*** Opening SUPPLIED MATERIAL ***

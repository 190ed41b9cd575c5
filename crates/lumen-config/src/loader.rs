use std::path::Path;

use crate::Config;

impl Config {
    /// Load configuration from a TOML file
    ///
    /// Reads the file, expands `{{ env.VAR }}` placeholders, then
    /// deserializes and validates the result.
    ///
    /// # Errors
    ///
    /// Returns an error if the file cannot be read, environment variable
    /// expansion fails, TOML parsing fails, or validation fails
    pub fn load(path: &Path) -> anyhow::Result<Self> {
        let raw = std::fs::read_to_string(path)
            .map_err(|e| anyhow::anyhow!("failed to read config file {}: {e}", path.display()))?;

        Self::from_toml(&raw)
    }

    /// Parse and validate configuration from TOML text
    ///
    /// # Errors
    ///
    /// Returns an error if expansion, parsing, or validation fails
    pub fn from_toml(raw: &str) -> anyhow::Result<Self> {
        let expanded =
            crate::env::expand_env(raw).map_err(|e| anyhow::anyhow!("config variable expansion failed: {e}"))?;

        let config: Self = toml::from_str(&expanded).map_err(|e| anyhow::anyhow!("failed to parse config: {e}"))?;

        config.validate()?;

        Ok(config)
    }

    /// Validate that the configuration is internally consistent
    ///
    /// # Errors
    ///
    /// Returns an error if the reserved model is blank or the polling
    /// durations are invalid
    pub fn validate(&self) -> anyhow::Result<()> {
        self.validate_imagegen_config()?;
        self.validate_telemetry_config()?;
        self.warn_missing_keys();
        Ok(())
    }

    /// Validate generation provider configuration
    fn validate_imagegen_config(&self) -> anyhow::Result<()> {
        let imagegen = &self.imagegen;

        if imagegen.reserved_model.trim().is_empty() {
            anyhow::bail!("imagegen.reserved_model must not be empty");
        }

        if imagegen.chat.default_model.trim().is_empty() {
            anyhow::bail!("imagegen.chat.default_model must not be empty");
        }

        let interval = imagegen.task.poll_interval()?;
        let timeout = imagegen.task.timeout()?;

        if interval > timeout {
            anyhow::bail!("imagegen.task.poll_interval ({interval:?}) must not exceed imagegen.task.timeout ({timeout:?})");
        }

        Ok(())
    }

    fn validate_telemetry_config(&self) -> anyhow::Result<()> {
        let Some(otlp) = self.telemetry.as_ref().and_then(|t| t.otlp.as_ref()) else {
            return Ok(());
        };

        otlp.export_interval()?;

        if !(0.0..=1.0).contains(&otlp.sampling_rate) {
            anyhow::bail!("telemetry.otlp.sampling_rate must be between 0.0 and 1.0");
        }

        Ok(())
    }

    /// Keys may still arrive per request, so a missing key only warrants a warning
    fn warn_missing_keys(&self) {
        if self.imagegen.chat.api_key().is_none() {
            tracing::warn!("no API key configured for the chat provider; requests must supply one");
        }

        if self.imagegen.task.api_key().is_none() {
            tracing::warn!("no API key configured for the task provider; requests must supply one");
        }
    }
}
use std::{collections::HashMap, time::Duration};

use serde::Deserialize;
use url::Url;

use crate::imagegen::parse_positive;

/// Telemetry configuration
///
/// Logs always go to stdout; `[telemetry.otlp]` adds export of traces and
/// generation metrics.
#[derive(Debug, Default, Deserialize)]
#[serde(deny_unknown_fields)]
pub struct TelemetryConfig {
    /// Reported as `service.name`
    #[serde(default = "default_service_name")]
    pub service_name: String,
    /// Extra resource attributes attached to every signal
    #[serde(default)]
    pub resource_attributes: HashMap<String, String>,
    #[serde(default)]
    pub otlp: Option<OtlpConfig>,
}

/// OTLP collector connection and per-signal switches
#[derive(Debug, Clone, Deserialize)]
#[serde(deny_unknown_fields)]
pub struct OtlpConfig {
    pub endpoint: Url,
    #[serde(default)]
    pub protocol: OtlpProtocol,
    /// Metric push period (e.g. "30s")
    #[serde(default = "default_export_interval")]
    pub export_interval: String,
    #[serde(default = "default_true")]
    pub traces: bool,
    #[serde(default = "default_true")]
    pub metrics: bool,
    /// Fraction of root traces kept, 0.0 to 1.0
    #[serde(default = "default_sampling_rate")]
    pub sampling_rate: f64,
    /// Follow the caller's sampling decision when a parent span exists
    #[serde(default = "default_true")]
    pub parent_based: bool,
}

impl OtlpConfig {
    /// Parsed metric push period
    ///
    /// # Errors
    ///
    /// Returns an error if the value is not a valid, non-zero duration
    pub fn export_interval(&self) -> anyhow::Result<Duration> {
        parse_positive("telemetry.otlp.export_interval", &self.export_interval)
    }
}

/// Wire protocol used to reach the collector
#[derive(Debug, Clone, Copy, Default, Deserialize, PartialEq, Eq)]
#[serde(rename_all = "snake_case")]
pub enum OtlpProtocol {
    #[default]
    Grpc,
    HttpProto,
}

fn default_service_name() -> String {
    "lumen".to_string()
}

fn default_export_interval() -> String {
    "30s".to_string()
}

#[allow(clippy::missing_const_for_fn)]
fn default_sampling_rate() -> f64 {
    1.0
}

#[allow(clippy::missing_const_for_fn)]
fn default_true() -> bool {
    true
}
//! Filter state <-> query parameter codec
//!
//! `encode` turns a typed [`FilterState`] into flat [`QueryParams`], omitting
//! every field that matches its default or is empty. `decode` goes the other
//! way and is total: each field is parsed according to the kind of its
//! default, and anything absent or malformed falls back to the default.
//!
//! ## Value formats
//!
//! | kind          | query text                                   |
//! |---------------|----------------------------------------------|
//! | `string`      | as is                                        |
//! | `number`      | shortest round-trip decimal (`1`, `2.5`)     |
//! | `bool`        | `true` / `false`                             |
//! | `date`        | RFC 3339, UTC, milliseconds (`...00.000Z`)   |
//! | `string_list` | elements joined by `,`                       |
//!
//! List elements are escaped before joining: `\` becomes `\\` and `,`
//! becomes `\,`. The decoder splits on unescaped commas only, so elements
//! containing commas survive a round trip. A backslash followed by any other
//! character is kept literally, which keeps hand-written links working.

use chrono::{DateTime, NaiveDate, NaiveDateTime, SecondsFormat, Utc};

use crate::constants::codec::{LIST_DELIMITER, LIST_ESCAPE};
use crate::debug::{self, cat};
use crate::types::{
    truncate_to_millis, DefaultState, FieldKind, FieldValue, FilterState, QueryParams,
};

/// Serialize `state`, dropping fields equal to their default or empty.
///
/// Fields missing from `defaults` are still emitted, using their own kind.
///
/// A field whose kind differs from its default's kind is a programming
/// error: debug builds panic, release builds log a warning and emit the
/// value's own text form.
pub fn encode(state: &FilterState, defaults: &DefaultState) -> QueryParams {
    let mut out = QueryParams::new();
    for (key, value) in state.iter() {
        let default = defaults.get(key);
        if let Some(d) = default {
            if d.kind() != value.kind() {
                debug_assert!(
                    false,
                    "field `{key}` holds a {} but its default is a {}",
                    value.kind(),
                    d.kind()
                );
                log::warn!(
                    "field `{key}` holds a {} but its default is a {}; encoding as text",
                    value.kind(),
                    d.kind()
                );
            }
        }

        let text = encode_value(value);
        if text.is_empty() {
            continue;
        }
        if default.is_some_and(|d| encode_value(d) == text) {
            continue;
        }
        out.insert(key.clone(), text);
    }
    debug::log(cat::CODEC, format!("encoded {} of {} fields", out.len(), state.len()));
    out
}

/// Parse `params` into a state with exactly the keys of `defaults`
pub fn decode(params: &QueryParams, defaults: &DefaultState) -> FilterState {
    defaults
        .iter()
        .map(|(key, default)| {
            let raw = params.get(key).map(String::as_str).filter(|s| !s.is_empty());
            let value = match raw {
                None => default.clone(),
                Some(raw) => decode_value(raw, default.kind()).unwrap_or_else(|| {
                    debug::log(
                        cat::CODEC,
                        format!(
                            "`{key}`: cannot read {raw:?} as {}, using default",
                            default.kind()
                        ),
                    );
                    default.clone()
                }),
            };
            (key.clone(), value)
        })
        .collect()
}

/// Text form of a single value
pub fn encode_value(value: &FieldValue) -> String {
    match value {
        FieldValue::String(s) => s.clone(),
        FieldValue::Number(n) => n.to_string(),
        FieldValue::Bool(b) => b.to_string(),
        FieldValue::Date(d) => format_date(d),
        FieldValue::StringList(items) => join_list(items),
    }
}

/// Parse `raw` as `kind`; `None` when the text is not a valid value
pub fn decode_value(raw: &str, kind: FieldKind) -> Option<FieldValue> {
    match kind {
        FieldKind::String => Some(FieldValue::String(raw.to_string())),
        FieldKind::Number => parse_number(raw).map(FieldValue::Number),
        FieldKind::Bool => parse_bool(raw).map(FieldValue::Bool),
        FieldKind::Date => parse_date(raw).map(FieldValue::Date),
        FieldKind::StringList => Some(FieldValue::StringList(split_list(raw))),
    }
}

pub fn format_date(at: &DateTime<Utc>) -> String {
    at.to_rfc3339_opts(SecondsFormat::Millis, true)
}

/// RFC 3339 with any offset (normalized to UTC), or a bare `YYYY-MM-DD`
/// meaning midnight UTC. Sub-millisecond digits are dropped.
///
/// Years outside 0000-9999 carry a sign (`+10000-01-01T00:00:00.000Z`,
/// `-0001-...`), which is what [`format_date`] writes for them.
pub fn parse_date(raw: &str) -> Option<DateTime<Utc>> {
    let raw = raw.trim();
    if let Ok(d) = DateTime::parse_from_rfc3339(raw) {
        return Some(truncate_to_millis(d.with_timezone(&Utc)));
    }
    if let Some(at) = parse_extended_year(raw) {
        return Some(truncate_to_millis(at));
    }
    NaiveDate::parse_from_str(raw, "%Y-%m-%d")
        .ok()
        .and_then(|d| d.and_hms_opt(0, 0, 0))
        .map(|dt| dt.and_utc())
}

fn parse_extended_year(raw: &str) -> Option<DateTime<Utc>> {
    if raw.ends_with(['Z', 'z']) {
        let naive = raw.get(..raw.len() - 1)?;
        return NaiveDateTime::parse_from_str(naive, "%Y-%m-%dT%H:%M:%S%.f")
            .ok()
            .map(|dt| dt.and_utc());
    }
    DateTime::parse_from_str(raw, "%Y-%m-%dT%H:%M:%S%.f%:z")
        .ok()
        .map(|d| d.with_timezone(&Utc))
}

fn parse_number(raw: &str) -> Option<f64> {
    raw.trim().parse::<f64>().ok().filter(|n| n.is_finite())
}

fn parse_bool(raw: &str) -> Option<bool> {
    match raw.trim().to_ascii_lowercase().as_str() {
        "true" => Some(true),
        "false" => Some(false),
        _ => None,
    }
}

/// Join list elements, escaping the delimiter and the escape character
pub fn join_list<S: AsRef<str>>(items: &[S]) -> String {
    let mut out = String::new();
    for (i, item) in items.iter().enumerate() {
        if i > 0 {
            out.push(LIST_DELIMITER);
        }
        for c in item.as_ref().chars() {
            if c == LIST_DELIMITER || c == LIST_ESCAPE {
                out.push(LIST_ESCAPE);
            }
            out.push(c);
        }
    }
    out
}

/// Split on unescaped delimiters. Always yields at least one element.
pub fn split_list(raw: &str) -> Vec<String> {
    let mut items = Vec::new();
    let mut cur = String::new();
    let mut chars = raw.chars().peekable();
    while let Some(c) = chars.next() {
        if c == LIST_ESCAPE {
            match chars.peek() {
                Some(&next) if next == LIST_DELIMITER || next == LIST_ESCAPE => {
                    cur.push(next);
                    chars.next();
                }
                _ => cur.push(c),
            }
        } else if c == LIST_DELIMITER {
            items.push(std::mem::take(&mut cur));
        } else {
            cur.push(c);
        }
    }
    items.push(cur);
    items
}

*** Closing SUPPLIED MATERIAL ***

Each line carrying the string "path" should be copied out from the entries.

use std::path::Path;
    pub fn load(path: &Path) -> anyhow::Result<Self> {
        let raw = std::fs::read_to_string(path)
            .map_err(|e| anyhow::anyhow!("failed to read config file {}: {e}", path.display()))?;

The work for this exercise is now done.